Is $\sin(x)$ a monotonic function? 
Is $y=\sin(x)$ a  monotonic function?

I want get some idea about the monotonic increase and monotonic decrease include function?
not monotonic function
because wiki said this is not monotonic function.wiki monotonic description
 A: $y=sin x$  is not an monotonic function on $R$.
But $y=sin x$ is monotonic on $[-π/2,π/2]$.
Look at the graph of $y=sin x$ then you can easily figure out whether it is monotonic or not. 
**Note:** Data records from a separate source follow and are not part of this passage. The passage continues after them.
fn build_volley(
    pattern: BounceSpawn,
    parent: &Projectile,
    pos: &Position,
    heading: Heading,
) -> Vec<VolleyShot> {
    use std::f32::consts::PI;

    let child_type = parent.secondary;
    let spec = ArchetypeSpec::of(child_type);
    let headings: Vec<f32> = match pattern {
        BounceSpawn::Fan { count, spread } => (0..count)
            .map(|i| {
                let t = if count > 1 {
                    i as f32 / (count - 1) as f32
                } else {
                    0.5
                };
                heading.0 - spread + 2.0 * spread * t
            })
            .collect(),
        BounceSpawn::Cluster { count } => (0..count)
            .map(|i| heading.0 + i as f32 * 2.0 * PI / count as f32)
            .collect(),
        BounceSpawn::Fork { count } => (0..count)
            .map(|i| {
                let side = if i % 2 == 0 { 1.0 } else { -1.0 };
                heading.0 + side * PI / 4.0 * (1 + i / 2) as f32
            })
            .collect(),
    };

    headings
        .into_iter()
        .map(|angle| VolleyShot {
            proj: Projectile {
                owner: parent.owner,
                owner_slot: parent.owner_slot,
                owner_side: parent.owner_side,
                primary: child_type,
                secondary: child_type,
                age: 0.0,
                max_age: spec.max_age,
                // Children never re-spawn, keeping volley growth bounded.
                bounces: spec.max_bounces,
                max_bounces: spec.max_bounces,
                power: spec.power,
                speed: spec.speed,
                spin: spec.spin,
                state: ProjectileState::Flying,
            },
            pos: *pos,
            heading: Heading(angle),
        })
        .collect()
}
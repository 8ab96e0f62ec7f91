//! Combo and streak scoring state.
//!
//! Every unit is allocated a score slot at spawn so streak penalties can
//! apply to any projectile owner; the combo machinery on top of it only
//! feeds player slots.

use crate::systems::movement::DeltaTime;
use bevy_ecs::prelude::*;
use serde::{Deserialize, Serialize};

/// Combo points drained per second.
const COMBO_DECAY_RATE: f32 = 4.0;
/// Special-ability charge cap.
const SPECIAL_CHARGE_MAX: f32 = 100.0;

/// Per-slot scoring state.
#[derive(Debug, Clone, Copy, Default, Serialize, Deserialize)]
pub struct PlayerScore {
    /// Decaying score accumulator.
    pub combo: f32,
    /// Consecutive kills without a whiff.
    pub streak: u32,
    /// Lifetime kills landed while the combo machinery was active.
    pub combo_kills: u32,
    /// Special-ability charge, raised by combo peaks.
    pub special_charge: f32,
}

impl PlayerScore {
    pub fn add_combo(&mut self, amount: f32) {
        self.combo += amount;
    }

    /// Raise the charge to the current combo if that is higher, capped.
    pub fn charge_special(&mut self) {
        self.special_charge = self
            .special_charge
            .max(self.combo)
            .min(SPECIAL_CHARGE_MAX);
    }
}

/// Index-addressed score storage. Slots are allocated at unit spawn and
/// outlive the unit for the rest of the session.
#[derive(Resource, Debug, Default)]
pub struct ScoreBoard {
    scores: Vec<PlayerScore>,
}

impl ScoreBoard {
    pub fn new() -> Self {
        Self::default()
    }

    /// Allocate a fresh slot and return its index.
    pub fn allocate_slot(&mut self) -> usize {
        self.scores.push(PlayerScore::default());
        self.scores.len() - 1
    }

    pub fn len(&self) -> usize {
        self.scores.len()
    }

    pub fn is_empty(&self) -> bool {
        self.scores.is_empty()
    }

    pub fn get(&self, slot: usize) -> Option<&PlayerScore> {
        self.scores.get(slot)
    }

    /// Bounds-checked mutable access. An out-of-range slot is logged and
    /// yields `None` so callers degrade to a no-op.
    pub fn get_mut(&mut self, slot: usize) -> Option<&mut PlayerScore> {
        if slot >= self.scores.len() {
            log::warn!(
                "score slot {} out of range (have {})",
                slot,
                self.scores.len()
            );
            return None;
        }
        self.scores.get_mut(slot)
    }

    /// Whiff penalty: zero the slot's kill streak.
    pub fn reset_streak(&mut self, slot: usize) {
        if let Some(score) = self.get_mut(slot) {
            score.streak = 0;
        }
    }
}

/// Linear combo decay toward exactly zero, never below.
pub fn combo_decay_system(world: &mut World) {
    let dt = world.resource::<DeltaTime>().0;
    let mut board = world.resource_mut::<ScoreBoard>();
    for score in board.scores.iter_mut() {
        score.combo = (score.combo - COMBO_DECAY_RATE * dt).max(0.0);
    }
}

#[cfg(test)]
mod tests {
    use super::*;

    #[test]
    fn test_decay_is_monotonic_and_stops_at_zero() {
        let mut world = World::new();
        world.insert_resource(DeltaTime(0.1));
        let mut board = ScoreBoard::new();
        let slot = board.allocate_slot();
        board.get_mut(slot).unwrap().combo = 3.0;
        world.insert_resource(board);

        let mut previous = 3.0;
        for _ in 0..20 {
            combo_decay_system(&mut world);
            let combo = world.resource::<ScoreBoard>().get(slot).unwrap().combo;
            assert!(combo <= previous);
            assert!(combo >= 0.0);
            previous = combo;
        }
        assert_eq!(previous, 0.0);

        // Stays at exactly zero once drained.
        combo_decay_system(&mut world);
        assert_eq!(world.resource::<ScoreBoard>().get(slot).unwrap().combo, 0.0);
    }

    #[test]
    fn test_out_of_range_slot_is_a_noop() {
        let mut board = ScoreBoard::new();
        board.allocate_slot();
        assert!(board.get_mut(5).is_none());
        board.reset_streak(5);
        assert_eq!(board.len(), 1);
    }

    #[test]
    fn test_special_charge_tracks_combo_peak() {
        let mut score = PlayerScore::default();
        score.add_combo(40.0);
        score.charge_special();
        assert_eq!(score.special_charge, 40.0);

        // Lower combo never drops the charge.
        score.combo = 10.0;
        score.charge_special();
        assert_eq!(score.special_charge, 40.0);

        // Capped.
        score.combo = 500.0;
        score.charge_special();
        assert_eq!(score.special_charge, 100.0);
    }
}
A: No, it is not monotonic. By definition, a monotonic function is one which preserves the order of the real numbers: that is, is $f$ is a function on the real domain or a subset thereof, and we are given two different inputs, one of which precedes the other - that is, if we let the inputs be $a$ and $b$, then $a \le b$, then this precedence is preserved after transforming them by the function, i.e. also $f(a) \le f(b)$ no matter what $a$ and $b$ are so long as both are valid as inputs (i.e. within $\mathrm{dom}(f)$).
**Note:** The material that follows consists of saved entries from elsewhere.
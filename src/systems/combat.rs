//! Combat resolver: damage, healing and combo scoring.
//!
//! Pure event-driven: subscribes to the collision-outcome notifications and
//! never scans entities itself. Damage results and bonus effects are posted
//! back through the queue, so presentation consumers see them one generation
//! after the hit that caused them.

use crate::api::ArenaConfig;
use crate::components::{Health, Position, Side};
use bevy_ecs::entity::Entity;
use crate::events::{
    EffectKind, Event, EventBus, EventCtx, EventKind, ShotSnapshot, SoundKind,
};
use crate::systems::projectile::SELF_HIT_GRACE;
use crate::systems::score::ScoreBoard;

/// Combo contribution per streak step on a kill.
const STREAK_COMBO_SCALE: f32 = 2.0;
/// Streak length that must be exceeded for the streak bonus.
const STREAK_BONUS_THRESHOLD: u32 = 9;
const STREAK_BONUS: f32 = 30.0;
/// Kill distance that must be exceeded for the long-shot bonus.
const LONG_SHOT_DISTANCE: f32 = 20.0;
const LONG_SHOT_BONUS: f32 = 25.0;
/// A bounced shot younger than this on impact earns the trick-shot bonus.
const BOUNCE_KILL_MAX_AGE: f32 = 10.0;
const BOUNCE_KILL_BONUS: f32 = 25.0;
/// Base for the diminishing per-kill bonus.
const KILL_BONUS_BASE: f32 = 100.0;

/// Subscribe the combat handlers. Called once at arena construction.
pub fn register_handlers(bus: &mut EventBus) {
    bus.subscribe(
        EventKind::EntityCollision,
        Box::new(|event, ctx| {
            if let Event::EntityCollision { target, shot } = event {
                let target = *target;
                let shot = *shot;
                resolve_entity_hit(ctx, target, &shot);
            }
        }),
    );

    bus.subscribe(
        EventKind::LevelCollision,
        Box::new(|event, ctx| {
            if let Event::LevelCollision {
                shot, final_bounce, ..
            } = event
            {
                // A shot that dies against the level without ever connecting
                // breaks a non-player owner's streak.
                if *final_bounce && shot.owner_side != Side::Player {
                    reset_owner_streak(ctx, shot.owner_slot);
                }
            }
        }),
    );

    bus.subscribe(
        EventKind::OutOfBounds,
        Box::new(|event, ctx| {
            if let Event::OutOfBounds { shot } = event {
                whiff(ctx, shot);
            }
        }),
    );

    bus.subscribe(
        EventKind::Timeout,
        Box::new(|event, ctx| {
            if let Event::Timeout { shot } = event {
                whiff(ctx, shot);
            }
        }),
    );
}

/// Player-owned shots that expire without hitting anything reset the
/// player's streak.
fn whiff(ctx: &mut EventCtx, shot: &ShotSnapshot) {
    if shot.owner_side == Side::Player {
        reset_owner_streak(ctx, shot.owner_slot);
    }
}

fn reset_owner_streak(ctx: &mut EventCtx, slot: Option<usize>) {
    if let Some(slot) = slot {
        ctx.world.resource_mut::<ScoreBoard>().reset_streak(slot);
    }
}

fn resolve_entity_hit(ctx: &mut EventCtx, target: Entity, shot: &ShotSnapshot) {
    // Deliberate self-targeting heals, with an over-heal allowance to double
    // the normal maximum.
    if target == shot.owner && shot.age > SELF_HIT_GRACE {
        if let Some(mut health) = ctx.world.get_mut::<Health>(target) {
            health.heal_over(shot.power * 0.5, 2.0);
        }
        ctx.post(Event::VisualEffect {
            kind: EffectKind::Heal,
            x: shot.x,
            y: shot.y,
            z: shot.z,
        });
        ctx.post(Event::Sound {
            kind: SoundKind::Heal,
        });
        return;
    }

    let competitive = ctx
        .world
        .get_resource::<ArenaConfig>()
        .map(|c| c.competitive)
        .unwrap_or(true);
    let target_side = ctx.world.get::<Side>(target).copied();

    // Friendly fire heals in co-op play.
    if !competitive
        && shot.owner_side == Side::Player
        && target_side == Some(Side::Player)
    {
        if let Some(mut health) = ctx.world.get_mut::<Health>(target) {
            health.heal(shot.power);
        }
        ctx.post(Event::VisualEffect {
            kind: EffectKind::Heal,
            x: shot.x,
            y: shot.y,
            z: shot.z,
        });
        ctx.post(Event::Sound {
            kind: SoundKind::Heal,
        });
        return;
    }

    let Some(mut health) = ctx.world.get_mut::<Health>(target) else {
        return;
    };
    health.damage(shot.power);
    let remaining = health.current;
    let lethal = !health.is_alive();
    ctx.post(Event::DamageApplied {
        target,
        health: remaining,
        lethal,
    });

    if lethal && shot.owner_side == Side::Player {
        score_kill(ctx, shot);
    }
}

/// Streak, bonus and combo bookkeeping for a lethal player kill.
fn score_kill(ctx: &mut EventCtx, shot: &ShotSnapshot) {
    let Some(slot) = shot.owner_slot else {
        return;
    };

    // Kill distance is measured from the owner's current position to the
    // impact point; an owner that died in the meantime forfeits the bonus.
    let kill_distance = ctx
        .world
        .get::<Position>(shot.owner)
        .map(|pos| pos.distance_to(&Position::new(shot.x, shot.y, shot.z)));

    let mut bonus_effects: Vec<EffectKind> = Vec::new();
    {
        let mut board = ctx.world.resource_mut::<ScoreBoard>();
        let Some(score) = board.get_mut(slot) else {
            return;
        };

        score.streak += 1;
        score.add_combo(STREAK_COMBO_SCALE * score.streak as f32);

        // The three bonus conditions are independent; any subset may fire
        // on the same kill.
        if score.streak > STREAK_BONUS_THRESHOLD {
            score.add_combo(STREAK_BONUS);
            bonus_effects.push(EffectKind::BonusStreak);
        }
        if kill_distance.is_some_and(|d| d > LONG_SHOT_DISTANCE) {
            score.add_combo(LONG_SHOT_BONUS);
            bonus_effects.push(EffectKind::BonusLongShot);
        }
        if shot.bounces >= 1 && shot.age < BOUNCE_KILL_MAX_AGE {
            score.add_combo(BOUNCE_KILL_BONUS);
            bonus_effects.push(EffectKind::BonusBounceKill);
        }

        // Flat kill bonus, diminishing as the combo grows.
        let kill_bonus = KILL_BONUS_BASE / (score.combo / 10.0 + 1.0);
        score.add_combo(kill_bonus);

        score.charge_special();
        score.combo_kills += 1;
    }

    for kind in bonus_effects {
        ctx.post(Event::VisualEffect {
            kind,
            x: shot.x,
            y: shot.y,
            z: shot.z,
        });
        ctx.post(Event::Sound {
            kind: SoundKind::Bonus,
        });
    }
}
So all you nee to ask is "does $\sin(x)$ scramble the order of any two real numbers?" And the answer is yes - take $x = \frac{1}{4} \tau$ and $x = \frac{3}{4} \tau$ (here $\tau = 2\pi$, I prefer this circle constant better) - the two points at which the sine graph reaches its extremes at +1 and -1, respectively, within the first wave cycle. The first point precedes the second, but +1 succeeds -1. The order is changed, and so $\sin(x)$ is not monotonic.
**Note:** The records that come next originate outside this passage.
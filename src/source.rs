//! Parsing of one decompressed campaign export into an in-memory table.

use std::io::Read;

use encoding_rs::Encoding;
use log::{debug, info};

use crate::{columns::ColumnMap, error::SplitError, io_utils};

/// One parsed source file. Header names are kept verbatim; `columns` carries
/// the alias resolution used by the transformer.
#[derive(Debug, Clone)]
pub struct SourceTable {
    pub name: String,
    pub headers: Vec<String>,
    pub rows: Vec<Vec<String>>,
    pub columns: ColumnMap,
    /// Rows dropped for carrying more fields than the header.
    pub overlong_rows: usize,
}

impl SourceTable {
    pub fn row_count(&self) -> usize {
        self.rows.len()
    }
}

/// Reads a whole CSV stream. Short rows are kept and their missing trailing
/// fields read as empty; rows longer than the header are dropped and counted.
/// Tokenization or decoding failures reject the source as a unit so that no
/// partial rows escape.
pub fn read_source<R>(
    name: &str,
    reader: R,
    delimiter: u8,
    encoding: &'static Encoding,
) -> Result<SourceTable, SplitError>
where
    R: Read,
{
    let mut reader = io_utils::open_csv_reader(reader, delimiter);
    let headers = io_utils::reader_headers(&mut reader, encoding)
        .map_err(|err| SplitError::malformed(name, format!("unreadable header row: {err}")))?;
    if headers.iter().all(|header| header.is_empty()) {
        return Err(SplitError::malformed(name, "no columns"));
    }

    let mut rows = Vec::new();
    let mut overlong_rows = 0usize;
    for (row_idx, record) in reader.byte_records().enumerate() {
        let record = record
            .map_err(|err| SplitError::malformed(name, format!("row {}: {err}", row_idx + 2)))?;
        if record.len() > headers.len() {
            debug!(
                "'{}' row {} has {} field(s) for {} column(s); dropping it",
                name,
                row_idx + 2,
                record.len(),
                headers.len()
            );
            overlong_rows += 1;
            continue;
        }
        let decoded = io_utils::decode_record(&record, encoding).ok_or_else(|| {
            SplitError::malformed(
                name,
                format!("row {} is not valid {}", row_idx + 2, encoding.name()),
            )
        })?;
        rows.push(decoded);
    }
    debug!(
        "Read {} row(s) across {} column(s) from '{}'",
        rows.len(),
        headers.len(),
        name
    );

    if overlong_rows > 0 {
        info!(
            "Dropped {} row(s) with more fields than the header from '{}'",
            overlong_rows, name
        );
    }

    let columns = ColumnMap::resolve(&headers);
    Ok(SourceTable {
        name: name.to_string(),
        headers,
        rows,
        columns,
        overlong_rows,
    })
}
(FWIW, often in a casual calculus context one will hear a function which reverses the order everywhere also called a monotonic function or "monotonic decreasing function", but technically a better term from a theoretician's pov is "anti-monotonic" or "antitonic" function, since this is still a change of order. $\sin(x)$ is not this either because if we go now from $x = \frac{3}{4} \tau$ to $x = \frac{5}{4} \tau$, i.e. going into the next wave cycle, it now goes from -1 to +1, these points are not reversed, so it reverses some but not others, and thus is neither monotonic nor antitonic, but truly order-scrambling.)